- **What to produce**: I need all of the entries printed exactly.

*** Record excerpts Section Begins ***

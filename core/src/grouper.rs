use crate::cluster::{cluster, ClusteringResult};
use crate::config::Settings;
use crate::materialize::{materialize, MaterializeError, MaterializeOutcome, MaterializeStats};
use crate::scanner::scan;
use crate::timestamps::{TimestampError, TimestampReader};
use indicatif::ProgressBar;
use std::path::{Path, PathBuf};
use thiserror::Error;
use tracing::info;

/// Exit status when stacks were materialized.
pub const EXIT_GROUPED: i32 = 0;
/// Exit status when the folder had no image with a usable timestamp.
pub const EXIT_NO_FILES: i32 = 1;
/// Exit status when no run reached the minimum stack length.
pub const EXIT_NO_GROUPS: i32 = 2;
/// Exit status for every fatal error.
pub const EXIT_FAILURE: i32 = 3;

#[derive(Debug, Error)]
pub enum GroupError {
    #[error("source folder {} does not exist", path.display())]
    SourceNotFound { path: PathBuf },
    #[error("source path {} is not a directory", path.display())]
    NotADirectory { path: PathBuf },
    #[error(transparent)]
    Materialize(#[from] MaterializeError),
}

/// Everything learned while grouping one folder.
#[derive(Debug)]
pub struct GroupReport {
    pub source_dir: PathBuf,
    /// Files that matched a supported extension.
    pub image_files: usize,
    /// Files excluded because their timestamp could not be read.
    pub skipped: Vec<TimestampError>,
    pub clustering: ClusteringResult,
    /// Set once stacks have been moved.
    pub grouped_root: Option<PathBuf>,
    pub stats: MaterializeStats,
}

#[derive(Debug)]
pub enum GroupOutcome {
    /// Stacks were moved into the grouped folder.
    Grouped(GroupReport),
    /// No image file with a usable timestamp was found.
    NoFiles(GroupReport),
    /// Photos were read but none formed a stack.
    NoGroups(GroupReport),
}

impl GroupOutcome {
    pub fn exit_code(&self) -> i32 {
        match self {
            Self::Grouped(_) => EXIT_GROUPED,
            Self::NoFiles(_) => EXIT_NO_FILES,
            Self::NoGroups(_) => EXIT_NO_GROUPS,
        }
    }

    pub fn report(&self) -> &GroupReport {
        match self {
            Self::Grouped(report) | Self::NoFiles(report) | Self::NoGroups(report) => report,
        }
    }

    pub fn has_stacks(&self) -> bool {
        matches!(self, Self::Grouped(_))
    }
}

/// Groups the photos directly inside `source_dir`.
pub fn group_folder<R>(
    source_dir: &Path,
    settings: &Settings,
    reader: &R,
    progress_bar: &ProgressBar,
) -> Result<GroupOutcome, GroupError>
where
    R: TimestampReader + ?Sized,
{
    if !source_dir.exists() {
        return Err(GroupError::SourceNotFound {
            path: source_dir.to_path_buf(),
        });
    }
    if !source_dir.is_dir() {
        return Err(GroupError::NotADirectory {
            path: source_dir.to_path_buf(),
        });
    }

    let summary = scan(
        source_dir,
        &settings.supported_extensions,
        reader,
        progress_bar,
    );
    info!(
        folder = %source_dir.display(),
        images = summary.image_files(),
        usable = summary.records.len(),
        skipped = summary.skipped.len(),
        "read capture timestamps"
    );

    let mut report = GroupReport {
        source_dir: source_dir.to_path_buf(),
        image_files: summary.image_files(),
        skipped: summary.skipped,
        clustering: ClusteringResult::default(),
        grouped_root: None,
        stats: MaterializeStats::default(),
    };
    if summary.records.is_empty() {
        return Ok(GroupOutcome::NoFiles(report));
    }

    report.clustering = cluster(&summary.records, &settings.cluster_params());

    progress_bar.reset();
    match materialize(
        &report.clustering.stacks,
        source_dir,
        &settings.grouped_folder_name,
        progress_bar,
    )? {
        MaterializeOutcome::NothingToDo => Ok(GroupOutcome::NoGroups(report)),
        MaterializeOutcome::Committed {
            grouped_root,
            stats,
        } => {
            info!(
                folders = stats.folders_created,
                files = stats.files_moved,
                "stacks materialized"
            );
            report.grouped_root = Some(grouped_root);
            report.stats = stats;
            Ok(GroupOutcome::Grouped(report))
        }
    }
}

*** Record excerpts Section Ends ***

- **Final answer**:
filename core/src/grouper.rs
use crate::cluster::{cluster, ClusteringResult};
use crate::config::Settings;
use crate::materialize::{materialize, MaterializeError, MaterializeOutcome, MaterializeStats};
use crate::scanner::scan;
use crate::timestamps::{TimestampError, TimestampReader};
use indicatif::ProgressBar;
use std::path::{Path, PathBuf};
use thiserror::Error;
use tracing::info;

/// Exit status when stacks were materialized.
pub const EXIT_GROUPED: i32 = 0;
/// Exit status when the folder had no image with a usable timestamp.
pub const EXIT_NO_FILES: i32 = 1;
/// Exit status when no run reached the minimum stack length.
pub const EXIT_NO_GROUPS: i32 = 2;
/// Exit status for every fatal error.
pub const EXIT_FAILURE: i32 = 3;

#[derive(Debug, Error)]
pub enum GroupError {
    #[error("source folder {} does not exist", path.display())]
    SourceNotFound { path: PathBuf },
    #[error("source path {} is not a directory", path.display())]
    NotADirectory { path: PathBuf },
    #[error(transparent)]
    Materialize(#[from] MaterializeError),
}

/// Everything learned while grouping one folder.
#[derive(Debug)]
pub struct GroupReport {
    pub source_dir: PathBuf,
    /// Files that matched a supported extension.
    pub image_files: usize,
    /// Files excluded because their timestamp could not be read.
    pub skipped: Vec<TimestampError>,
    pub clustering: ClusteringResult,
    /// Set once stacks have been moved.
    pub grouped_root: Option<PathBuf>,
    pub stats: MaterializeStats,
}

#[derive(Debug)]
pub enum GroupOutcome {
    /// Stacks were moved into the grouped folder.
    Grouped(GroupReport),
    /// No image file with a usable timestamp was found.
    NoFiles(GroupReport),
    /// Photos were read but none formed a stack.
    NoGroups(GroupReport),
}

impl GroupOutcome {
    pub fn exit_code(&self) -> i32 {
        match self {
            Self::Grouped(_) => EXIT_GROUPED,
            Self::NoFiles(_) => EXIT_NO_FILES,
            Self::NoGroups(_) => EXIT_NO_GROUPS,
        }
    }

    pub fn report(&self) -> &GroupReport {
        match self {
            Self::Grouped(report) | Self::NoFiles(report) | Self::NoGroups(report) => report,
        }
    }

    pub fn has_stacks(&self) -> bool {
        matches!(self, Self::Grouped(_))
    }
}

/// Groups the photos directly inside `source_dir`.
pub fn group_folder<R>(
    source_dir: &Path,
    settings: &Settings,
    reader: &R,
    progress_bar: &ProgressBar,
) -> Result<GroupOutcome, GroupError>
where
    R: TimestampReader + ?Sized,
{
    if !source_dir.exists() {
        return Err(GroupError::SourceNotFound {
            path: source_dir.to_path_buf(),
        });
    }
    if !source_dir.is_dir() {
        return Err(GroupError::NotADirectory {
            path: source_dir.to_path_buf(),
        });
    }

    let summary = scan(
        source_dir,
        &settings.supported_extensions,
        reader,
        progress_bar,
    );
    info!(
        folder = %source_dir.display(),
        images = summary.image_files(),
        usable = summary.records.len(),
        skipped = summary.skipped.len(),
        "read capture timestamps"
    );

    let mut report = GroupReport {
        source_dir: source_dir.to_path_buf(),
        image_files: summary.image_files(),
        skipped: summary.skipped,
        clustering: ClusteringResult::default(),
        grouped_root: None,
        stats: MaterializeStats::default(),
    };
    if summary.records.is_empty() {
        return Ok(GroupOutcome::NoFiles(report));
    }

    report.clustering = cluster(&summary.records, &settings.cluster_params());

    progress_bar.reset();
    match materialize(
        &report.clustering.stacks,
        source_dir,
        &settings.grouped_folder_name,
        progress_bar,
    )? {
        MaterializeOutcome::NothingToDo => Ok(GroupOutcome::NoGroups(report)),
        MaterializeOutcome::Committed {
            grouped_root,
            stats,
        } => {
            info!(
                folders = stats.folders_created,
                files = stats.files_moved,
                "stacks materialized"
            );
            report.grouped_root = Some(grouped_root);
            report.stats = stats;
            Ok(GroupOutcome::Grouped(report))
        }
    }
}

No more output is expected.